Спорное происхождение Фосса вызвало полемику с защищавшими Лейкхарта учеными мужами и повлекло за собой разнобой толкований в многочисленных диссертациях. Всем требовались прежде всего факты, а не творческое переосмысление. Со временем меня простили, Фосса канонизировали, и настал мой черед восстать против тех, кто, руководствуясь собственными вкусами, либо незаконно присваивал родившемуся из воображения писателя живому человеку статус музейной мумии, либо наклеивал на него ярлык романтического персонажа из сентиментальной костюмированной феерии. Добрая половина тех, кто хвалил «Фосса», заявляли о своем восторге только потому, что не усматривали никакой связи между собой и описанным в романе обществом девятнадцатого века. По натуре взрослые дети, многие австралийцы яростно сопротивляются, когда их заставляют взглянуть на себя со стороны, в окружении не сомнительного антиквариата, а пластика и прочего современного мусора, загромождающего задний двор; они избегают заглядывать в глубины подсознательного. И потому они не могут полностью принять все то, что я — пропустив мимо ушей их нападки на «Фосса» — написал про век, в который мы живем. (Если на мой другой, так называемый «исторический», роман, «Пояс стыдливости», австралийцы нападают меньше, это, вероятно, объясняется тем, что образы и сюжет этого романа подводят их к догадке о причинах, сделавших нас тем, что мы есть сегодня.)

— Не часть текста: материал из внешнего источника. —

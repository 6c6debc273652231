//! In-memory reading store
//!
//! Keeps readings sorted by timestamp in a `Vec` behind an async `RwLock`.
//! Equal timestamps keep insertion order.

use climaguard_core::{Reading, Timestamp};
use tokio::sync::RwLock;

use crate::{check_range, Direction, ReadingSink, ReadingStore, StoreResult};

/// Process-local store for tests, demos and single-node deployments
#[derive(Debug, Default)]
pub struct MemoryStore {
    readings: RwLock<Vec<Reading>>,
}

impl MemoryStore {
    pub fn new() -> Self {
        Self::default()
    }

    /// Store pre-populated with `readings` in any order
    pub fn with_readings<I>(readings: I) -> Self
    where
        I: IntoIterator<Item = Reading>,
    {
        let mut all: Vec<Reading> = readings.into_iter().collect();
        all.sort_by_key(|r| r.timestamp);
        Self {
            readings: RwLock::new(all),
        }
    }

    /// Remove every reading
    pub async fn clear(&self) {
        self.readings.write().await.clear();
    }
}

#[async_trait::async_trait]
impl ReadingStore for MemoryStore {
    async fn fetch_ordered(&self, limit: usize, direction: Direction) -> StoreResult<Vec<Reading>> {
        let readings = self.readings.read().await;
        let out = match direction {
            Direction::Ascending => readings.iter().take(limit).copied().collect(),
            Direction::Descending => readings.iter().rev().take(limit).copied().collect(),
        };
        Ok(out)
    }

    async fn fetch_range(&self, start: Timestamp, end: Timestamp) -> StoreResult<Vec<Reading>> {
        check_range(start, end)?;
        let readings = self.readings.read().await;
        let from = readings.partition_point(|r| r.timestamp < start);
        let to = readings.partition_point(|r| r.timestamp <= end);
        Ok(readings[from..to].to_vec())
    }

    async fn count(&self) -> StoreResult<usize> {
        Ok(self.readings.read().await.len())
    }
}

#[async_trait::async_trait]
impl ReadingSink for MemoryStore {
    async fn insert(&self, reading: Reading) -> StoreResult<()> {
        let mut readings = self.readings.write().await;
        let at = readings.partition_point(|r| r.timestamp <= reading.timestamp);
        readings.insert(at, reading);
        Ok(())
    }
}
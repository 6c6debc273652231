//! Paginated measurement listing
//!
//! Range filter, optional minimum-interval thinning, then pagination:
//!
//! ```text
//! readings in [start, end] (ascending)
//!   -> resample(min_interval)       if requested
//!   -> total = len
//!   -> slice [(page-1)*size, page*size)
//! ```
//!
//! Thinning runs before counting, so `total` and `total_pages` describe the
//! thinned sequence.

use chrono::{DateTime, Duration, Utc};
use climaguard_core::{resample, Reading, Timestamp};
use serde::{Deserialize, Serialize};

use crate::{ReadingStore, StoreError, StoreResult};

/// Largest page a caller may request
pub const MAX_PAGE_SIZE: usize = 100;

/// Page size when none is given
pub const DEFAULT_PAGE_SIZE: usize = 20;

/// Listing parameters
#[derive(Debug, Clone, PartialEq)]
pub struct MeasurementQuery {
    pub start: Option<Timestamp>,
    pub end: Option<Timestamp>,
    /// Minimum spacing between listed readings
    pub min_interval: Option<Duration>,
    /// 1-based
    pub page: usize,
    pub page_size: usize,
}

impl Default for MeasurementQuery {
    fn default() -> Self {
        Self {
            start: None,
            end: None,
            min_interval: None,
            page: 1,
            page_size: DEFAULT_PAGE_SIZE,
        }
    }
}

impl MeasurementQuery {
    pub fn new() -> Self {
        Self::default()
    }

    pub fn start(mut self, start: Timestamp) -> Self {
        self.start = Some(start);
        self
    }

    pub fn end(mut self, end: Timestamp) -> Self {
        self.end = Some(end);
        self
    }

    /// Thin to at least `minutes` between readings
    pub fn min_interval_minutes(mut self, minutes: i64) -> Self {
        self.min_interval = Some(Duration::minutes(minutes));
        self
    }

    pub fn page(mut self, page: usize) -> Self {
        self.page = page;
        self
    }

    pub fn page_size(mut self, page_size: usize) -> Self {
        self.page_size = page_size;
        self
    }

    pub fn validate(&self) -> StoreResult<()> {
        if self.page == 0 {
            return Err(StoreError::InvalidQuery("page must be at least 1".into()));
        }
        if self.page_size == 0 || self.page_size > MAX_PAGE_SIZE {
            return Err(StoreError::InvalidQuery(format!(
                "page_size must be within 1..={MAX_PAGE_SIZE}, got {}",
                self.page_size
            )));
        }
        if let Some(interval) = self.min_interval {
            if interval < Duration::minutes(1) {
                return Err(StoreError::InvalidQuery("min_interval must be at least one minute".into()));
            }
        }
        if let (Some(start), Some(end)) = (self.start, self.end) {
            if start > end {
                return Err(StoreError::InvalidQuery(format!("start {start} is after end {end}")));
            }
        }
        Ok(())
    }
}

/// One page of listed readings
#[derive(Debug, Clone, PartialEq, Serialize, Deserialize)]
pub struct MeasurementPage {
    pub measurements: Vec<Reading>,
    pub total: usize,
    pub page: usize,
    pub page_size: usize,
    pub total_pages: usize,
}

impl MeasurementPage {
    /// Slice an already filtered sequence
    pub fn paginate(readings: Vec<Reading>, page: usize, page_size: usize) -> Self {
        let total = readings.len();
        let page_size = page_size.max(1);
        let offset = page.saturating_sub(1).saturating_mul(page_size);

        let measurements = readings.into_iter().skip(offset).take(page_size).collect();

        Self {
            measurements,
            total,
            page,
            page_size,
            total_pages: total.div_ceil(page_size),
        }
    }
}

/// List readings from any store with range, interval and pagination
pub async fn list_measurements(
    store: &(impl ReadingStore + ?Sized),
    query: &MeasurementQuery,
) -> StoreResult<MeasurementPage> {
    query.validate()?;

    let start = query.start.unwrap_or(DateTime::<Utc>::MIN_UTC);
    let end = query.end.unwrap_or(DateTime::<Utc>::MAX_UTC);
    let mut readings = store.fetch_range(start, end).await?;

    if let Some(interval) = query.min_interval {
        let before = readings.len();
        readings = resample(&readings, interval);
        log::debug!("Interval filter kept {} of {} readings", readings.len(), before);
    }

    Ok(MeasurementPage::paginate(readings, query.page, query.page_size))
}
//! Reading Store Connectors
//!
//! ## Overview
//!
//! The scoring pipeline never owns readings. It asks a store for history and
//! scores against whatever comes back. This crate defines that contract and
//! ships three implementations:
//!
//! | Store                | Use                                              |
//! |----------------------|--------------------------------------------------|
//! | `MemoryStore`        | tests, demos, single-process deployments          |
//! | `CachedReadingStore` | rolling newest-N cache in front of another store  |
//! | `HttpReadingStore`   | the upstream measurements REST API (`http`)       |
//!
//! ## Store Contract
//!
//! - `fetch_ordered(limit, direction)`: at most `limit` readings, ordered by
//!   timestamp in `direction`
//! - `fetch_range(start, end)`: every reading with `start <= ts <= end`,
//!   ascending
//! - `fetch_latest(n)`: the newest `n`, newest first
//!
//! Every call is a suspension point. Failures are reported as `StoreError`;
//! the detector decides whether to degrade or propagate.
//!
//! ## Retry Logic
//!
//! Network-backed stores retry transient failures with exponential backoff:
//! ```text
//! retry_delay = base * 2^attempt
//! ```
//! Client errors (4xx except 429) are never retried.
//!
//! ## Example Usage
//!
//! ```rust
//! use climaguard_connectors::{MemoryStore, ReadingSink, ReadingStore};
//! use climaguard_core::Reading;
//! use chrono::Utc;
//!
//! # async fn example() -> Result<(), climaguard_connectors::StoreError> {
//! let store = MemoryStore::new();
//! store.insert(Reading::new(21.5, 48.0, Utc::now())).await?;
//!
//! let latest = store.fetch_latest(1).await?;
//! assert_eq!(latest.len(), 1);
//! # Ok(())
//! # }
//! ```

pub mod cached;
pub mod memory;
pub mod query;

#[cfg(feature = "http")]
pub mod http;

// Re-export common types
pub use cached::CachedReadingStore;
pub use memory::MemoryStore;
pub use query::{list_measurements, MeasurementPage, MeasurementQuery};

#[cfg(feature = "http")]
pub use http::{HttpReadingStore, HttpStoreConfig};

use climaguard_core::{Reading, Timestamp};
use serde::{Deserialize, Serialize};
use thiserror::Error;

/// Result type for store operations
pub type StoreResult<T> = Result<T, StoreError>;

/// Common store errors
#[derive(Debug, Clone, PartialEq, Error)]
pub enum StoreError {
    #[error("Store unavailable: {0}")]
    Unavailable(String),

    #[error("Store request timed out")]
    Timeout,

    #[error("Protocol error: {0}")]
    Protocol(String),

    #[error("Configuration error: {0}")]
    Config(String),

    #[error("Invalid query: {0}")]
    InvalidQuery(String),
}

/// Timestamp ordering of a fetch
#[derive(Debug, Clone, Copy, PartialEq, Eq, Serialize, Deserialize)]
#[serde(rename_all = "lowercase")]
pub enum Direction {
    /// Oldest first
    Ascending,
    /// Newest first
    Descending,
}

/// Read side of a reading store
#[async_trait::async_trait]
pub trait ReadingStore: Send + Sync {
    /// At most `limit` readings ordered by timestamp
    async fn fetch_ordered(&self, limit: usize, direction: Direction) -> StoreResult<Vec<Reading>>;

    /// All readings with `start <= timestamp <= end`, ascending
    async fn fetch_range(&self, start: Timestamp, end: Timestamp) -> StoreResult<Vec<Reading>>;

    /// The newest `n` readings, newest first
    async fn fetch_latest(&self, n: usize) -> StoreResult<Vec<Reading>> {
        self.fetch_ordered(n, Direction::Descending).await
    }

    /// Number of stored readings
    async fn count(&self) -> StoreResult<usize>;
}

/// Write side of a reading store
#[async_trait::async_trait]
pub trait ReadingSink: Send + Sync {
    /// Persist one reading
    async fn insert(&self, reading: Reading) -> StoreResult<()>;
}

#[async_trait::async_trait]
impl<S: ReadingStore + ?Sized> ReadingStore for std::sync::Arc<S> {
    async fn fetch_ordered(&self, limit: usize, direction: Direction) -> StoreResult<Vec<Reading>> {
        (**self).fetch_ordered(limit, direction).await
    }

    async fn fetch_range(&self, start: Timestamp, end: Timestamp) -> StoreResult<Vec<Reading>> {
        (**self).fetch_range(start, end).await
    }

    async fn fetch_latest(&self, n: usize) -> StoreResult<Vec<Reading>> {
        (**self).fetch_latest(n).await
    }

    async fn count(&self) -> StoreResult<usize> {
        (**self).count().await
    }
}

#[async_trait::async_trait]
impl<S: ReadingSink + ?Sized> ReadingSink for std::sync::Arc<S> {
    async fn insert(&self, reading: Reading) -> StoreResult<()> {
        (**self).insert(reading).await
    }
}

/// Reject an inverted range before it reaches a backend
pub(crate) fn check_range(start: Timestamp, end: Timestamp) -> StoreResult<()> {
    if start > end {
        return Err(StoreError::InvalidQuery(format!("start {start} is after end {end}")));
    }
    Ok(())
}
//! Population Statistics for Rule-Based Classification
//!
//! ## Overview
//!
//! The statistical classifier compares a raw reading against per-feature
//! population statistics computed offline from a representative dataset:
//! mean, sample standard deviation and an empirical normal range.
//!
//! ## Analysis Procedure
//!
//! `DatasetStats::analyze` reproduces the offline analysis:
//!
//! 1. Drop readings with non-finite values
//! 2. Drop rows outside the Tukey fences `[Q1 - 1.5·IQR, Q3 + 1.5·IQR]` of
//!    *either* feature (sensor glitches, not climate)
//! 3. On the remaining rows compute mean, sample std (n - 1), min, max and
//!    quartiles per feature
//! 4. Normal range is `mean ± 2·std`
//!
//! Quantiles use linear interpolation between closest ranks.
//!
//! ## File Formats
//!
//! Two JSON documents are accepted:
//!
//! ```text
//! { "temperature": {"mean":..,"std":..}, "humidity": {..} }
//! { "normal_ranges": { "temperature": {..}, "humidity": {..} },
//!   "statistics":    { "temperature": {"min":..,"max":..}, .. } }
//! ```
//!
//! The second is the full analysis report. `normal_min`/`normal_max` default
//! to `mean ± 2·std` when missing; `min`/`max` are optional everywhere.

use std::fs;
use std::path::Path;

use serde::{Deserialize, Serialize};

use crate::constants::{IQR_FENCE, NORMAL_RANGE_SIGMAS};
use crate::errors::{CoreError, CoreResult};
use crate::reading::Reading;

/// Statistics of one feature
#[derive(Debug, Clone, Copy, PartialEq, Serialize, Deserialize)]
pub struct FeatureStats {
    pub mean: f64,
    pub std: f64,
    pub normal_min: f64,
    pub normal_max: f64,
    #[serde(default, skip_serializing_if = "Option::is_none")]
    pub min: Option<f64>,
    #[serde(default, skip_serializing_if = "Option::is_none")]
    pub max: Option<f64>,
}

impl FeatureStats {
    /// Stats with the default `mean ± 2·std` normal range
    pub fn from_moments(mean: f64, std: f64) -> Self {
        Self {
            mean,
            std,
            normal_min: mean - NORMAL_RANGE_SIGMAS * std,
            normal_max: mean + NORMAL_RANGE_SIGMAS * std,
            min: None,
            max: None,
        }
    }

    /// Override the normal range
    pub fn with_normal_range(mut self, normal_min: f64, normal_max: f64) -> Self {
        self.normal_min = normal_min;
        self.normal_max = normal_max;
        self
    }

    /// Attach observed extremes
    pub fn with_extremes(mut self, min: f64, max: f64) -> Self {
        self.min = Some(min);
        self.max = Some(max);
        self
    }

    fn validate(&self, feature: &str) -> CoreResult<()> {
        let finite = [self.mean, self.std, self.normal_min, self.normal_max]
            .iter()
            .all(|v| v.is_finite());
        if !finite {
            return Err(CoreError::malformed_stats(format!("{feature}: non-finite value")));
        }
        if self.std < 0.0 {
            return Err(CoreError::malformed_stats(format!("{feature}: negative std")));
        }
        if self.normal_min > self.normal_max {
            return Err(CoreError::malformed_stats(format!(
                "{feature}: normal_min {} exceeds normal_max {}",
                self.normal_min, self.normal_max
            )));
        }
        Ok(())
    }
}

/// Per-feature population statistics
#[derive(Debug, Clone, Copy, PartialEq, Serialize, Deserialize)]
pub struct DatasetStats {
    pub temperature: FeatureStats,
    pub humidity: FeatureStats,
}

impl DatasetStats {
    pub fn new(temperature: FeatureStats, humidity: FeatureStats) -> CoreResult<Self> {
        temperature.validate("temperature")?;
        humidity.validate("humidity")?;
        Ok(Self { temperature, humidity })
    }

    /// Parse either accepted JSON document
    pub fn parse(content: &str) -> CoreResult<Self> {
        let document: StatsDocument = serde_json::from_str(content)
            .map_err(|e| CoreError::malformed_stats(e.to_string()))?;

        let (ranges, summary) = match document {
            StatsDocument::Report { normal_ranges, statistics } => (normal_ranges, statistics),
            StatsDocument::Bare(ranges) => (ranges, None),
        };

        let (t_extremes, h_extremes) = match summary {
            Some(s) => (s.temperature, s.humidity),
            None => (RawExtremes::default(), RawExtremes::default()),
        };

        Self::new(
            ranges.temperature.resolve(t_extremes),
            ranges.humidity.resolve(h_extremes),
        )
    }

    pub fn load(path: impl AsRef<Path>) -> CoreResult<Self> {
        let path = path.as_ref();
        let content = fs::read_to_string(path).map_err(|e| CoreError::io(path, e))?;
        let stats = Self::parse(&content)?;
        log::info!(
            "Loaded dataset stats from {}: temperature {:.2}±{:.2}, humidity {:.2}±{:.2}",
            path.display(),
            stats.temperature.mean,
            stats.temperature.std,
            stats.humidity.mean,
            stats.humidity.std
        );
        Ok(stats)
    }

    /// Run the offline analysis and keep only the classifier statistics
    pub fn from_readings(readings: &[Reading]) -> CoreResult<Self> {
        DatasetAnalysis::run(readings).map(|analysis| analysis.stats)
    }
}

// ===== FILE FORMAT =====

#[derive(Deserialize)]
#[serde(untagged)]
enum StatsDocument {
    Report {
        normal_ranges: RawPair,
        #[serde(default)]
        statistics: Option<RawSummaryPair>,
    },
    Bare(RawPair),
}

#[derive(Deserialize)]
struct RawPair {
    temperature: RawFeature,
    humidity: RawFeature,
}

#[derive(Deserialize)]
struct RawFeature {
    mean: f64,
    std: f64,
    normal_min: Option<f64>,
    normal_max: Option<f64>,
    min: Option<f64>,
    max: Option<f64>,
}

#[derive(Deserialize, Default)]
struct RawExtremes {
    min: Option<f64>,
    max: Option<f64>,
}

#[derive(Deserialize)]
struct RawSummaryPair {
    #[serde(default)]
    temperature: RawExtremes,
    #[serde(default)]
    humidity: RawExtremes,
}

impl RawFeature {
    fn resolve(self, extremes: RawExtremes) -> FeatureStats {
        let base = FeatureStats::from_moments(self.mean, self.std);
        FeatureStats {
            normal_min: self.normal_min.unwrap_or(base.normal_min),
            normal_max: self.normal_max.unwrap_or(base.normal_max),
            min: self.min.or(extremes.min),
            max: self.max.or(extremes.max),
            ..base
        }
    }
}

// ===== OFFLINE ANALYSIS =====

/// Quartiles of one feature
#[derive(Debug, Clone, Copy, PartialEq, Serialize, Deserialize)]
pub struct Quartiles {
    pub q25: f64,
    pub median: f64,
    pub q75: f64,
}

impl Quartiles {
    fn of(sorted: &[f64]) -> Self {
        Self {
            q25: quantile(sorted, 0.25),
            median: quantile(sorted, 0.5),
            q75: quantile(sorted, 0.75),
        }
    }

    pub fn iqr(&self) -> f64 {
        self.q75 - self.q25
    }

    /// Tukey fences `[Q1 - k·IQR, Q3 + k·IQR]`
    pub fn fences(&self, k: f64) -> (f64, f64) {
        (self.q25 - k * self.iqr(), self.q75 + k * self.iqr())
    }
}

/// Descriptive statistics of one feature after outlier filtering
#[derive(Debug, Clone, Copy, PartialEq, Serialize, Deserialize)]
pub struct FeatureSummary {
    pub mean: f64,
    pub std: f64,
    pub min: f64,
    pub max: f64,
    #[serde(flatten)]
    pub quartiles: Quartiles,
}

/// Result of `DatasetStats` analysis over a reading set
#[derive(Debug, Clone, PartialEq)]
pub struct DatasetAnalysis {
    /// Readings kept after filtering
    pub total: usize,
    /// Readings dropped as non-finite or outside the fences
    pub outliers_removed: usize,
    pub temperature: FeatureSummary,
    pub humidity: FeatureSummary,
    /// Classifier statistics derived from the summaries
    pub stats: DatasetStats,
}

impl DatasetAnalysis {
    /// Needs at least two finite readings surviving the filter
    pub fn run(readings: &[Reading]) -> CoreResult<Self> {
        let finite: Vec<Reading> = readings
            .iter()
            .filter(|r| r.check_finite().is_ok())
            .copied()
            .collect();
        if finite.len() < 2 {
            return Err(CoreError::InsufficientData {
                required: 2,
                available: finite.len(),
            });
        }

        let t_fences = Quartiles::of(&sorted(finite.iter().map(|r| r.temperature))).fences(IQR_FENCE);
        let h_fences = Quartiles::of(&sorted(finite.iter().map(|r| r.humidity))).fences(IQR_FENCE);

        let kept: Vec<Reading> = finite
            .into_iter()
            .filter(|r| {
                (t_fences.0..=t_fences.1).contains(&r.temperature)
                    && (h_fences.0..=h_fences.1).contains(&r.humidity)
            })
            .collect();
        if kept.len() < 2 {
            return Err(CoreError::InsufficientData {
                required: 2,
                available: kept.len(),
            });
        }

        let outliers_removed = readings.len() - kept.len();
        if outliers_removed > 0 {
            log::warn!("Dataset analysis dropped {outliers_removed} outlier readings");
        }

        let temperature = summarize(kept.iter().map(|r| r.temperature));
        let humidity = summarize(kept.iter().map(|r| r.humidity));
        let stats = DatasetStats::new(summary_stats(&temperature), summary_stats(&humidity))?;

        Ok(Self {
            total: kept.len(),
            outliers_removed,
            temperature,
            humidity,
            stats,
        })
    }

    /// Analysis report in the document format `DatasetStats::parse` reads
    pub fn to_report_json(&self) -> serde_json::Value {
        serde_json::json!({
            "dataset_info": {
                "total_measurements": self.total,
                "outliers_removed": self.outliers_removed,
            },
            "statistics": {
                "temperature": self.temperature,
                "humidity": self.humidity,
            },
            "normal_ranges": self.stats,
        })
    }
}

fn sorted(values: impl Iterator<Item = f64>) -> Vec<f64> {
    let mut out: Vec<f64> = values.collect();
    out.sort_by(|a, b| a.total_cmp(b));
    out
}

fn summarize(values: impl Iterator<Item = f64>) -> FeatureSummary {
    let sorted = sorted(values);
    let n = sorted.len() as f64;
    let mean = sorted.iter().sum::<f64>() / n;
    let variance = sorted.iter().map(|v| (v - mean).powi(2)).sum::<f64>() / (n - 1.0);

    FeatureSummary {
        mean,
        std: variance.sqrt(),
        min: sorted.first().copied().unwrap_or(mean),
        max: sorted.last().copied().unwrap_or(mean),
        quartiles: Quartiles::of(&sorted),
    }
}

fn summary_stats(summary: &FeatureSummary) -> FeatureStats {
    FeatureStats::from_moments(summary.mean, summary.std).with_extremes(summary.min, summary.max)
}

/// Quantile `q ∈ [0, 1]` of ascending `sorted`, linear interpolation
///
/// Returns NaN for an empty slice.
pub fn quantile(sorted: &[f64], q: f64) -> f64 {
    if sorted.is_empty() {
        return f64::NAN;
    }
    let q = q.clamp(0.0, 1.0);
    let pos = q * (sorted.len() - 1) as f64;
    let lo = pos.floor() as usize;
    let hi = pos.ceil() as usize;
    let frac = pos - lo as f64;
    sorted[lo] + (sorted[hi] - sorted[lo]) * frac
}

Пуританское начало всегда боролось во мне с чувственным. В детстве я стыдился богатства моих родителей. И для меня не были секретом духовные и материальные тяготы тех, кто жил по другую сторону забора, оберегающего жизнь удачливого меньшинства. Поэтому я никогда не получал настоящего удовольствия от всего того, что любой «нормальный» представитель класса, к которому принадлежали мои родители, счел бы причитающимся ему по праву. Слагаемые «благополучия», в том числе и моего собственного, часто вызывали у меня отвращение. Не сомневаюсь, что «нормальные» представители имущего класса с радостью ухватятся за это признание, увидев в нем объяснение того, как им кажется, извращенного взгляда на жизнь, который отражается во всем, что я написал; я же считаю, что шоры, навязываемые системой ценностей австралийских богачей, никогда не дали бы мне увидеть во всей полноте игру многогранного кристалла, имя которому правда жизни.